# Almost done...



## Schmidt & Co. (Nov 6, 2008)

Just a little something I've been working on. :smile:


----------



## slinger58 (Feb 11, 2013)

Damn, look at the details! That's impressive, Paul. 

Were you able to keep your sanity intact? Lol


Sent from my iPhone using Tapatalk


----------



## Schmidt & Co. (Nov 6, 2008)

slinger58 said:


> Damn, look at the details! That's impressive, Paul.
> 
> Were you able to keep your sanity intact? Lol
> 
> ...


Never had any sanity to begin with.... :biggrin:

Seriously though, it's been a long time since I've done a painted lady and we're all getting our bush skills tested. It's been fun though.


----------



## RH (Sep 7, 2010)

Nice work indeed! But good lord!


----------



## ThreeSistersPainting (Jan 7, 2017)

This is very cool work. It's very rewarding when you finish a one of a kind paint job that the colors actually match.


----------



## fauxlynn (Apr 28, 2011)

Lookin' good! I love the colors!


----------



## chrisn (Jul 15, 2007)

Who devised the layout?


----------



## Delta Painting (Apr 27, 2010)

chrisn said:


> Who devised the layout?



Historical board of some sort? Cool job though.


----------



## chrisn (Jul 15, 2007)

Yes it is nice but those triangle thingies on the posts would be a real bitch:vs_laugh:


----------



## SemiproJohn (Jul 29, 2013)

Were any type of stencils used, especially for those designs painted in red?


----------



## woodcoyote (Dec 30, 2012)

Awesome work! Love the paint colors, very unique to everything you find now adays. 

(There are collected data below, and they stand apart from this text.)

use sea_orm::DatabaseConnection;
use std::sync::Arc;

use crate::cache::InfoCache;
use crate::config::Config;
use crate::crypto::CredentialCipher;
use crate::secret::{InMemorySecretStore, SecretManager};
use crate::service::{DbUserStore, SystemService, UserService};
use crate::wx::OAuthProvider;

/// Application state shared across handlers
#[derive(Clone)]
pub struct AppState {
    /// Database connection pool
    pub db: DatabaseConnection,
    /// Application configuration
    pub config: Arc<Config>,
    /// Login flows, permission caches and authorization
    pub users: Arc<UserService>,
    /// Menu and region trees
    pub system: Arc<SystemService>,
    /// Decrypts login credentials
    pub cipher: CredentialCipher,
}

impl AppState {
    /// Wire services on top of an open database connection
    pub fn new(
        db: DatabaseConnection,
        config: Config,
        cipher: CredentialCipher,
        oauth: Arc<dyn OAuthProvider>,
    ) -> Self {
        let secrets = SecretManager::new(
            Arc::new(InMemorySecretStore::new()),
            config.secret.key_expire(),
            config.secret.token_expire(),
        );
        let cache = Arc::new(InfoCache::new(config.cache.ttl()));
        let users = Arc::new(UserService::new(
            Arc::new(DbUserStore::new(db.clone())),
            secrets,
            cache,
            oauth,
        ));
        let system = Arc::new(SystemService::new(db.clone(), users.clone()));

        Self {
            db,
            config: Arc::new(config),
            users,
            system,
            cipher,
        }
    }

    pub fn secrets(&self) -> &SecretManager {
        self.users.secrets()
    }

    pub fn cache(&self) -> &InfoCache {
        self.users.cache()
    }
}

Could you detail the paint products used? Ben More, SW, Cali, etc? Curious to know what ya'll are using, nice vibrant colors and clean whites. 

Keep it up! Post more pics.


----------



## Schmidt & Co. (Nov 6, 2008)

```

```



chrisn said:


> Who devised the layout?


The customer did. It's a Chicago historical landmark and he's lived there since 1963.


----------



## Schmidt & Co. (Nov 6, 2008)

woodcoyote said:


> Awesome work! Love the paint colors, very unique to everything you find now adays.
> H
> Could you detail the paint products used? Ben More, SW, Cali, etc? Curious to know what ya'll are using, nice vibrant colors and clean whites.
> 
> Keep it up! Post more pics.


The white and tan is Benjamin Moore Moore Guard. I upgraded him to Aura for the red and teal.


----------



## Schmidt & Co. (Nov 6, 2008)

SemiproJohn said:


> Were any type of stencils used, especially for those designs painted in red?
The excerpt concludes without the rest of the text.